# Task to carry out:
Using the listing that follows, filter out every line lacking the string "await" and return the rest.

# Input data:
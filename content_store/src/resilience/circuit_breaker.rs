//! Count-based circuit breaker.
//!
//! CLOSED records outcomes in a sliding window of the last N calls and opens
//! once at least `minimum_number_of_calls` outcomes are known and the failure
//! rate reaches the threshold. OPEN rejects every call until the cooldown
//! elapses; the first call after that moves the breaker to HALF_OPEN, which
//! admits a fixed number of trial calls. A trial failure reopens the
//! circuit, enough trial successes close it.

use std::{
    collections::VecDeque,
    sync::{Arc, Mutex, MutexGuard},
};

use opentelemetry::KeyValue;
use strum::{AsRefStr, Display};
use tokio::time::Instant;
use tracing::{info, warn};

use crate::{config::CircuitBreakerConfig, metrics::ContentMetrics, ContentResult};

#[derive(Debug, Clone, Copy, PartialEq, Eq, Display, AsRefStr)]
#[strum(serialize_all = "SCREAMING_SNAKE_CASE")]
pub enum CircuitState {
    Closed,
    Open,
    HalfOpen,
}

#[derive(Debug, Clone, Copy, PartialEq, Eq)]
enum Outcome {
    Success,
    Failure,
}

/// Returned by [`CircuitBreaker::try_acquire`] when no call is permitted.
#[derive(Debug, Clone, Copy, PartialEq, Eq)]
pub struct CallNotPermitted;

struct BreakerState {
    state: CircuitState,
    // Bumped on every transition; permits from an older generation are ignored.
    generation: u64,
    window: VecDeque<Outcome>,
    opened_at: Option<Instant>,
    half_open_in_flight: usize,
    half_open_successes: usize,
}

pub struct CircuitBreaker {
    name: String,
    config: CircuitBreakerConfig,
    inner: Mutex<BreakerState>,
    metrics: Option<ContentMetrics>,
}

impl std::fmt::Debug for CircuitBreaker {
    fn fmt(&self, f: &mut std::fmt::Formatter<'_>) -> std::fmt::Result {
        f.debug_struct("CircuitBreaker")
            .field("name", &self.name)
            .field("state", &self.state())
            .finish_non_exhaustive()
    }
}

impl CircuitBreaker {
    pub fn new(name: impl Into<String>, config: CircuitBreakerConfig) -> Self {
        let window = VecDeque::with_capacity(config.sliding_window_size);
        Self {
            name: name.into(),
            config,
            inner: Mutex::new(BreakerState {
                state: CircuitState::Closed,
                generation: 0,
                window,
                opened_at: None,
                half_open_in_flight: 0,
                half_open_successes: 0,
            }),
            metrics: None,
        }
    }

    pub fn with_metrics(mut self, metrics: ContentMetrics) -> Self {
        self.metrics = Some(metrics);
        self
    }

    pub fn name(&self) -> &str {
        &self.name
    }

    pub fn state(&self) -> CircuitState {
        self.lock().state
    }

    /// Failure percentage over the current window, `None` until the minimum
    /// number of calls has been recorded.
    pub fn failure_rate(&self) -> Option<f32> {
        let inner = self.lock();
        self.evaluate(&inner.window)
    }

    /// Ask for permission to call the backend.
    pub fn try_acquire(self: &Arc<Self>) -> Result<CallPermit, CallNotPermitted> {
        let mut inner = self.lock();

        if inner.state == CircuitState::Open {
            let cooled_down = inner
                .opened_at
                .is_some_and(|at| at.elapsed() >= self.config.wait_duration_in_open_state());
            if !cooled_down {
                return Err(CallNotPermitted);
            }
            self.transition(&mut inner, CircuitState::HalfOpen);
        }

        let half_open = inner.state == CircuitState::HalfOpen;
        if half_open {
            let admitted = inner.half_open_in_flight + inner.half_open_successes;
            if admitted >= self.config.permitted_calls_in_half_open_state {
                return Err(CallNotPermitted);
            }
            inner.half_open_in_flight += 1;
        }

        Ok(CallPermit {
            breaker: Arc::clone(self),
            generation: inner.generation,
            half_open,
            settled: false,
        })
    }

    fn on_result(&self, generation: u64, half_open: bool, outcome: Outcome) {
        let mut inner = self.lock();
        if inner.generation != generation {
            return;
        }

        match inner.state {
            CircuitState::Closed => {
                inner.window.push_back(outcome);
                while inner.window.len() > self.config.sliding_window_size {
                    inner.window.pop_front();
                }
                if let Some(rate) = self.evaluate(&inner.window) {
                    if rate >= self.config.failure_rate_threshold {
                        warn!(
                            breaker = %self.name,
                            failure_rate = rate,
                            threshold = self.config.failure_rate_threshold,
                            "failure rate threshold reached"
                        );
                        self.transition(&mut inner, CircuitState::Open);
                    }
                }
            }
            CircuitState::HalfOpen if half_open => {
                inner.half_open_in_flight = inner.half_open_in_flight.saturating_sub(1);
                match outcome {
                    Outcome::Failure => self.transition(&mut inner, CircuitState::Open),
                    Outcome::Success => {
                        inner.half_open_successes += 1;
                        if inner.half_open_successes
                            >= self.config.permitted_calls_in_half_open_state
                        {
                            self.transition(&mut inner, CircuitState::Closed);
                        }
                    }
                }
            }
            _ => {}
        }
    }

    fn release(&self, generation: u64, half_open: bool) {
        let mut inner = self.lock();
        if half_open && inner.generation == generation {
            inner.half_open_in_flight = inner.half_open_in_flight.saturating_sub(1);
        }
    }

    fn evaluate(&self, window: &VecDeque<Outcome>) -> Option<f32> {
        if window.is_empty() || window.len() < self.config.minimum_number_of_calls {
            return None;
        }
        let failures = window.iter().filter(|o| **o == Outcome::Failure).count();
        Some(failures as f32 * 100.0 / window.len() as f32)
    }

    fn transition(&self, inner: &mut BreakerState, to: CircuitState) {
        let from = inner.state;
        inner.state = to;
        inner.generation += 1;
        inner.window.clear();
        inner.half_open_in_flight = 0;
        inner.half_open_successes = 0;
        inner.opened_at = (to == CircuitState::Open).then(Instant::now);

        info!(
            breaker = %self.name,
            from = %from,
            to = %to,
            "circuit breaker state transition"
        );
        if let Some(metrics) = &self.metrics {
            metrics
                .circuit_transitions
                .add(1, &[KeyValue::new("state", to.as_ref().to_string())]);
        }
    }

    fn lock(&self) -> MutexGuard<'_, BreakerState> {
        self.inner
            .lock()
            .unwrap_or_else(|poisoned| poisoned.into_inner())
    }
}

/// Permission for one backend call. Settle it with the call's outcome; a
/// permit dropped unsettled (cancelled call) only frees its trial slot.
#[must_use]
pub struct CallPermit {
    breaker: Arc<CircuitBreaker>,
    generation: u64,
    half_open: bool,
    settled: bool,
}

impl CallPermit {
    pub fn record_success(mut self) {
        self.settle(Outcome::Success);
    }

    pub fn record_failure(mut self) {
        self.settle(Outcome::Failure);
    }

    /// Transient errors count as failures, everything else as a completed
    /// round trip.
    pub fn record<T>(self, result: &ContentResult<T>) {
        match result {
            Err(err) if err.is_transient() => self.record_failure(),
            _ => self.record_success(),
        }
    }

    fn settle(&mut self, outcome: Outcome) {
        self.settled = true;
        self.breaker
            .on_result(self.generation, self.half_open, outcome);
    }
}

impl Drop for CallPermit {
    fn drop(&mut self) {
        if !self.settled {
            self.breaker.release(self.generation, self.half_open);
        }
    }
}

#[cfg(test)]
mod tests {
    use std::time::Duration;

    use super::*;

    fn breaker() -> Arc<CircuitBreaker> {
        Arc::new(CircuitBreaker::new(
            "test",
            CircuitBreakerConfig::default(),
        ))
    }

    fn fail(breaker: &Arc<CircuitBreaker>, n: usize) {
        for _ in 0..n {
            breaker.try_acquire().unwrap().record_failure();
        }
    }

    fn succeed(breaker: &Arc<CircuitBreaker>, n: usize) {
        for _ in 0..n {
            breaker.try_acquire().unwrap().record_success();
        }
    }

    #[test]
    fn test_stays_closed_below_minimum_calls() {
        let breaker = breaker();
        fail(&breaker, 4);
        assert_eq!(breaker.state(), CircuitState::Closed);
        assert_eq!(breaker.failure_rate(), None);
    }

    #[test]
    fn test_opens_at_threshold() {
        let breaker = breaker();
        succeed(&breaker, 3);
        fail(&breaker, 2);
        // 2 of 5 = 40%
        assert_eq!(breaker.state(), CircuitState::Closed);
        fail(&breaker, 1);
        // 3 of 6 = 50%
        assert_eq!(breaker.state(), CircuitState::Open);
        assert_eq!(breaker.try_acquire().err(), Some(CallNotPermitted));
    }

    #[test]
    fn test_window_slides() {
        let breaker = breaker();
        fail(&breaker, 4);
        succeed(&breaker, 1);
        // 4 of 5 failed, opens immediately
        assert_eq!(breaker.state(), CircuitState::Open);

        let breaker = self::breaker();
        fail(&breaker, 2);
        succeed(&breaker, 10);
        // the two failures slid out of the window
        assert_eq!(breaker.failure_rate(), Some(0.0));
    }

    #[tokio::test(start_paused = true)]
    async fn test_half_open_after_cooldown_then_closes() {
        let breaker = breaker();
        fail(&breaker, 5);
        assert_eq!(breaker.state(), CircuitState::Open);

        tokio::time::advance(Duration::from_secs(29)).await;
        assert!(breaker.try_acquire().is_err());

        tokio::time::advance(Duration::from_secs(1)).await;
        let first = breaker.try_acquire().unwrap();
        assert_eq!(breaker.state(), CircuitState::HalfOpen);
        let second = breaker.try_acquire().unwrap();
        let third = breaker.try_acquire().unwrap();
        // only three trial calls
        assert!(breaker.try_acquire().is_err());

        first.record_success();
        second.record_success();
        assert_eq!(breaker.state(), CircuitState::HalfOpen);
        third.record_success();
        assert_eq!(breaker.state(), CircuitState::Closed);
    }

    #[tokio::test(start_paused = true)]
    async fn test_half_open_failure_reopens() {
        let breaker = breaker();
        fail(&breaker, 5);
        tokio::time::advance(Duration::from_secs(30)).await;

        breaker.try_acquire().unwrap().record_failure();
        assert_eq!(breaker.state(), CircuitState::Open);
        assert!(breaker.try_acquire().is_err());
    }

    #[tokio::test(start_paused = true)]
    async fn test_dropped_permit_frees_trial_slot() {
        let config = CircuitBreakerConfig {
            permitted_calls_in_half_open_state: 1,
            ..Default::default()
        };
        let breaker = Arc::new(CircuitBreaker::new("test", config));
        fail(&breaker, 5);
        tokio::time::advance(Duration::from_secs(30)).await;

        let permit = breaker.try_acquire().unwrap();
        assert!(breaker.try_acquire().is_err());
        drop(permit);
        breaker.try_acquire().unwrap().record_success();
        assert_eq!(breaker.state(), CircuitState::Closed);
    }

    #[test]
    fn test_stale_permit_is_ignored() {
        let breaker = breaker();
        let stale = breaker.try_acquire().unwrap();
        fail(&breaker, 5);
        assert_eq!(breaker.state(), CircuitState::Open);
        stale.record_success();
        assert_eq!(breaker.state(), CircuitState::Open);
    }
}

# Task response:
        tokio::time::advance(Duration::from_secs(29)).await;
        tokio::time::advance(Duration::from_secs(1)).await;
        tokio::time::advance(Duration::from_secs(30)).await;
        tokio::time::advance(Duration::from_secs(30)).await;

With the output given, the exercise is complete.